*Prompt*. For the entries below, print exactly the lines between the line holding "to get schema" and the line holding "all pending migrations.", inclusive, and nothing else.
—————
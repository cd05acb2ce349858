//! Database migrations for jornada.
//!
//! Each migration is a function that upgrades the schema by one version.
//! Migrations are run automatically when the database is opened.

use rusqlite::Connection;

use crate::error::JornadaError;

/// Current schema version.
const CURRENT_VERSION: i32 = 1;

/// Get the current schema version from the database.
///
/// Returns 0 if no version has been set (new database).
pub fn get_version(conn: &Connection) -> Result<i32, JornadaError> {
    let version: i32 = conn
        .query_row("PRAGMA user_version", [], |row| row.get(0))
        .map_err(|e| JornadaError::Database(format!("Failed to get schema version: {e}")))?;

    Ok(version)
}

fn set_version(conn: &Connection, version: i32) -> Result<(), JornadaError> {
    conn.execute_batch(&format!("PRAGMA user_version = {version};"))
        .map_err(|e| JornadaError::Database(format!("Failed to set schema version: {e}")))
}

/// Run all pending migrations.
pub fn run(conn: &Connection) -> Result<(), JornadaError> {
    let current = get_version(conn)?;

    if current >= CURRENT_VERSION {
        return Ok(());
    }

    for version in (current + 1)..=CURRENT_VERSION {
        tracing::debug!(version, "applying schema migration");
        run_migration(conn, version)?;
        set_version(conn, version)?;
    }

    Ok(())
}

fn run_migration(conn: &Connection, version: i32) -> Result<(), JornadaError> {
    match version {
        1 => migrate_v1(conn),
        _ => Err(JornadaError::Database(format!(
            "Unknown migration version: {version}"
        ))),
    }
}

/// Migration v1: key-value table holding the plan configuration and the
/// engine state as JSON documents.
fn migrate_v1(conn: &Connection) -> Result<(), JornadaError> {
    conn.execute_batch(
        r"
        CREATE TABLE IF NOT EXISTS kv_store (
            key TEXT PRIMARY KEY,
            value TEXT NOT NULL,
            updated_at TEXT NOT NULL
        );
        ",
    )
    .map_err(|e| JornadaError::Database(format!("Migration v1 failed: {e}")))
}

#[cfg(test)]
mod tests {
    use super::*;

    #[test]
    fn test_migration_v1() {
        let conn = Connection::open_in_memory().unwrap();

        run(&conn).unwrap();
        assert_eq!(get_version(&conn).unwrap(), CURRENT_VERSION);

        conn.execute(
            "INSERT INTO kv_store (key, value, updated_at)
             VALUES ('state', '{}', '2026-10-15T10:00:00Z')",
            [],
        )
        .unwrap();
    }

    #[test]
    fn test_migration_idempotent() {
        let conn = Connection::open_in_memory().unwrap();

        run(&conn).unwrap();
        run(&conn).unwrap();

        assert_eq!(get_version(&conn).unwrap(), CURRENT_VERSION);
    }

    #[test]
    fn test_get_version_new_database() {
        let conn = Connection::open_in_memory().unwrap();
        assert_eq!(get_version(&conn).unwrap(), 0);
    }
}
—————
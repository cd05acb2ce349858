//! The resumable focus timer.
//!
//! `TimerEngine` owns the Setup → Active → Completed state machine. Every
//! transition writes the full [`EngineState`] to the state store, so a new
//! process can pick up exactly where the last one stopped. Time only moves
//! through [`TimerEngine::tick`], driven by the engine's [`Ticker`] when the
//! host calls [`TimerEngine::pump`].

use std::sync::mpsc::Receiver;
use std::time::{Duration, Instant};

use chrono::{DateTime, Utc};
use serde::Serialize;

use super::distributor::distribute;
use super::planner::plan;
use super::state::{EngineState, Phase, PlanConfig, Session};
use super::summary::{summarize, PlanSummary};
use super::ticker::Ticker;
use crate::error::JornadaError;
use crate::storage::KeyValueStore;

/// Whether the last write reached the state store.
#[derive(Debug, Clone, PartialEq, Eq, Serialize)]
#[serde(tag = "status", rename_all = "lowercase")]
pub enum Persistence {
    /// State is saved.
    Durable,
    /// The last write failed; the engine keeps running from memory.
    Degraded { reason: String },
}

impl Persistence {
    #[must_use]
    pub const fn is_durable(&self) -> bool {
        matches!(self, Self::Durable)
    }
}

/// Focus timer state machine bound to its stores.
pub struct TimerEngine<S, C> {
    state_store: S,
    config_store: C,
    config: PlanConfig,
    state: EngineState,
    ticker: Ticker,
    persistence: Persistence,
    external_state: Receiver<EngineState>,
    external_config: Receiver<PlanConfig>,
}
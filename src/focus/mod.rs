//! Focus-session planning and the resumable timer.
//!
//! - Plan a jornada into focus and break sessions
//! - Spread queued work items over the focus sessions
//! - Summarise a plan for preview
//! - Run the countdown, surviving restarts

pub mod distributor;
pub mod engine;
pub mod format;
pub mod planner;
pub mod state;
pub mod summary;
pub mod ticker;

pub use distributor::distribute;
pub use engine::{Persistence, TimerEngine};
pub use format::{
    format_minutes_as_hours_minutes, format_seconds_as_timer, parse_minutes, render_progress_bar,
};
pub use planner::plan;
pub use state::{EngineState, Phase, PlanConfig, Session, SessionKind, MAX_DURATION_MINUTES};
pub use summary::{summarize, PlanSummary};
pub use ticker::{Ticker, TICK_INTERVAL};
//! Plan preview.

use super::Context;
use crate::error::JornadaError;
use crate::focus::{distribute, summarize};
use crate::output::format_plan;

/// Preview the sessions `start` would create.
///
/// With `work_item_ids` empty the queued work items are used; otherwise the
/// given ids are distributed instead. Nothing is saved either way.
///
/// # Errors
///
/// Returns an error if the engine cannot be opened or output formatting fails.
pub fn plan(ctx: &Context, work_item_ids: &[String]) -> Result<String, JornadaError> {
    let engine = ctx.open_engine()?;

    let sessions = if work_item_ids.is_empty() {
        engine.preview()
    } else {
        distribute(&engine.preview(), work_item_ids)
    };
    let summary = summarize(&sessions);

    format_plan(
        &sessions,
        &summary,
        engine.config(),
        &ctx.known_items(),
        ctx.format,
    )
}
—————
*Task result*.
        .map_err(|e| JornadaError::Database(format!("Failed to get schema version: {e}")))?;

    Ok(version)
}

fn set_version(conn: &Connection, version: i32) -> Result<(), JornadaError> {
    conn.execute_batch(&format!("PRAGMA user_version = {version};"))
        .map_err(|e| JornadaError::Database(format!("Failed to set schema version: {e}")))
}

/// Run all pending migrations.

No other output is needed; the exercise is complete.